I disturbi alimentari non sono disturbi dell’appetito ma riguardano il legame del soggetto con l’Altro. È evidente che il cibo per l’essere umano ha una valenza simbolica importante perché è inevitabilmente connesso alla sfera affettiva dell’individuo – pensiamo al primo rapporto del neonato con il suo caregiver. La prima esperienza di cura per un essere vivente passa anche attraverso l’alimentazione. Inoltre, altro elemento fondamentale per lo sviluppo umano, che passa attraverso i primi legami del soggetto con il proprio Altro, è il rapporto con la propria immagina corporea. Lo sguardo dell’Altro, in fondo, è il primo specchio per il soggetto.

Dunque, curare i disturbi del comportamento alimentare non significa davvero normalizzare l’appetito. E questo è evidente anche per quel che riguarda l’obesità.

Anche l’obesità non può essere ridotta ad un problema di appetito e dunque ad una semplice cura nutrizionistica. Molto spesso i soggetti obesi sperimentano vissuti depressivi, sentimenti profondi di disvalore del proprio essere e di vuoto.

La sensazione permanente del vuoto è tipica dell’obesità e dei disturbi del comportamento alimentare. In questo senso, il cibo assume un carattere di oggetto-analgesico che ha la funzione di anestetizzare dalle emozioni e di trattare una sorta di indeterminata nostalgia melanconica vissuta dal soggetto.

In questa prospettiva di farmacologizzazione dell’oggetto-cibo, è più facile capire come mai, a volte, può essere arduo avvicinarsi ad una cura psicologica in quanto il disturbo alimentare si configura già come un tentativo di soluzione per il soggetto nei confronti di vissuti depressivi.

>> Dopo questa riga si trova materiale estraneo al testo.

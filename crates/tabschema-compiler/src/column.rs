//! Column assembly shared by every dialect.
//!
//! Dialects differ only in how they dig names, types and validator
//! declarations out of the tree. Once extracted, every column is built the
//! same way: the declared type's validator first, then the named
//! validators in declaration order.

use tabschema_core::RegistryNamespace;
use tabschema_validators::{instantiate, Validator, ValidatorConfig};

use crate::config::CompilerConfig;
use crate::error::CompileError;
use crate::schema::{Attribute, Column, Visibility};

/// A column declaration pulled out of a tree, before instantiation.
#[derive(Debug, Clone)]
pub(crate) struct ColumnSpec {
    pub name: String,
    pub declared_type: String,
    /// Where the declared type is resolved. Named validators always
    /// resolve in the primary namespace.
    pub type_namespace: RegistryNamespace,
    pub validators: Vec<Attribute>,
    pub visibility: Option<Visibility>,
}

impl ColumnSpec {
    /// Checks that a declaration carries both a name and a type.
    ///
    /// Empty tokens count as missing.
    pub fn require(
        entity: &str,
        block: usize,
        name: Option<&str>,
        declared_type: Option<&str>,
        type_namespace: RegistryNamespace,
    ) -> Result<Self, CompileError> {
        let name = name.filter(|n| !n.is_empty());
        let declared_type = declared_type.filter(|t| !t.is_empty());
        match (name, declared_type) {
            (Some(name), Some(declared_type)) => Ok(Self {
                name: name.to_string(),
                declared_type: declared_type.to_string(),
                type_namespace,
                validators: Vec::new(),
                visibility: None,
            }),
            (None, _) => Err(CompileError::MissingColumnField {
                entity: entity.to_string(),
                block,
                field: "name",
                name: None,
            }),
            (Some(name), None) => Err(CompileError::MissingColumnField {
                entity: entity.to_string(),
                block,
                field: "type",
                name: Some(name.to_string()),
            }),
        }
    }

    pub fn with_validators(mut self, validators: Vec<Attribute>) -> Self {
        self.validators = validators;
        self
    }

    pub fn with_visibility(mut self, visibility: Option<Visibility>) -> Self {
        self.visibility = visibility;
        self
    }

    /// Instantiates the validator chain.
    pub fn assemble(self, entity: &str, config: &CompilerConfig) -> Result<Column, CompileError> {
        let base = ValidatorConfig::default()
            .with_empty_ok(config.empty_ok)
            .with_meta(format!("{entity}.{}", self.name));
        let registry_error = |source| CompileError::Registry {
            entity: entity.to_string(),
            column: self.name.clone(),
            source,
        };

        let mut chain: Vec<Box<dyn Validator>> = Vec::with_capacity(self.validators.len() + 1);
        chain.push(
            instantiate(self.type_namespace, &self.declared_type, &base).map_err(registry_error)?,
        );
        for attribute in &self.validators {
            let config = base.clone().with_options(attribute.options.iter().cloned());
            chain.push(
                instantiate(RegistryNamespace::Primary, &attribute.name, &config)
                    .map_err(registry_error)?,
            );
        }

        Ok(Column::new(self.name, self.declared_type, chain, self.visibility))
    }
}

#[cfg(test)]
mod tests {
    use super::*;
    use tabschema_core::RegistryError;
    use tabschema_validators::ValidatorKind;

    #[test]
    fn test_type_validator_leads_chain() {
        let spec = ColumnSpec::require(
            "users",
            0,
            Some("name"),
            Some("str"),
            RegistryNamespace::Primary,
        )
        .unwrap()
            .with_validators(vec![
                Attribute {
                    name: "len".into(),
                    options: vec!["5".into()],
                },
                Attribute {
                    name: "unique".into(),
                    options: vec![],
                },
            ]);
        let column = spec.assemble("users", &CompilerConfig::default()).unwrap();
        assert_eq!(
            column.validator_kinds(),
            vec![ValidatorKind::Str, ValidatorKind::Len, ValidatorKind::Unique]
        );
        assert!(column.validators().iter().all(|v| v.meta() == Some("users.name")));
    }

    #[test]
    fn test_empty_ok_propagates() {
        let spec =
            ColumnSpec::require("t", 0, Some("c"), Some("int"), RegistryNamespace::Secondary)
                .unwrap();
        let config = CompilerConfig::default().with_empty_ok(true);
        let column = spec.assemble("t", &config).unwrap();
        assert!(column.validators()[0].empty_ok());
    }

    #[test]
    fn test_missing_fields() {
        let err = ColumnSpec::require("t", 3, None, Some("int"), RegistryNamespace::Primary)
            .unwrap_err();
        assert!(matches!(err, CompileError::MissingColumnField { field: "name", block: 3, .. }));
        let err = ColumnSpec::require("t", 1, Some("c"), Some(""), RegistryNamespace::Primary)
            .unwrap_err();
        assert!(matches!(err, CompileError::MissingColumnField { field: "type", .. }));
    }

    #[test]
    fn test_unknown_validator_token() {
        let spec = ColumnSpec::require("t", 0, Some("c"), Some("str"), RegistryNamespace::Primary)
            .unwrap()
            .with_validators(vec![Attribute {
                name: "maxlength".into(),
                options: vec![],
            }]);
        let err = spec.assemble("t", &CompilerConfig::default()).unwrap_err();
        match err {
            CompileError::Registry { column, source, .. } => {
                assert_eq!(column, "c");
                assert!(matches!(
                    source,
                    RegistryError::UnknownToken { ref token, .. } if token == "maxlength"
                ));
            }
            other => panic!("expected registry error, got {other:?}"),
        }
    }
}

Ogni essere umano trova, per le proprie questioni, i propri tentativi di soluzione, il punto si pone quando questi iniziano a creare problemi al soggetto, nello svolgersi della sua vita, ad esempio lavorativa o relazionale. Può accadere che a un certo punto questi tentativi di soluzione escogitati nel tempo dal soggetto non funzionino più, non siano più funzionali e lì si apre una questione. Per cui, in fondo, il soggetto si trova di fronte una scelta: ritornare a chiudersi su un oggetto – in questo caso, il cibo o sul suo pensiero ossessivizzante -, oppure aprirsi ad un’altra possibilità tutta da far nascere.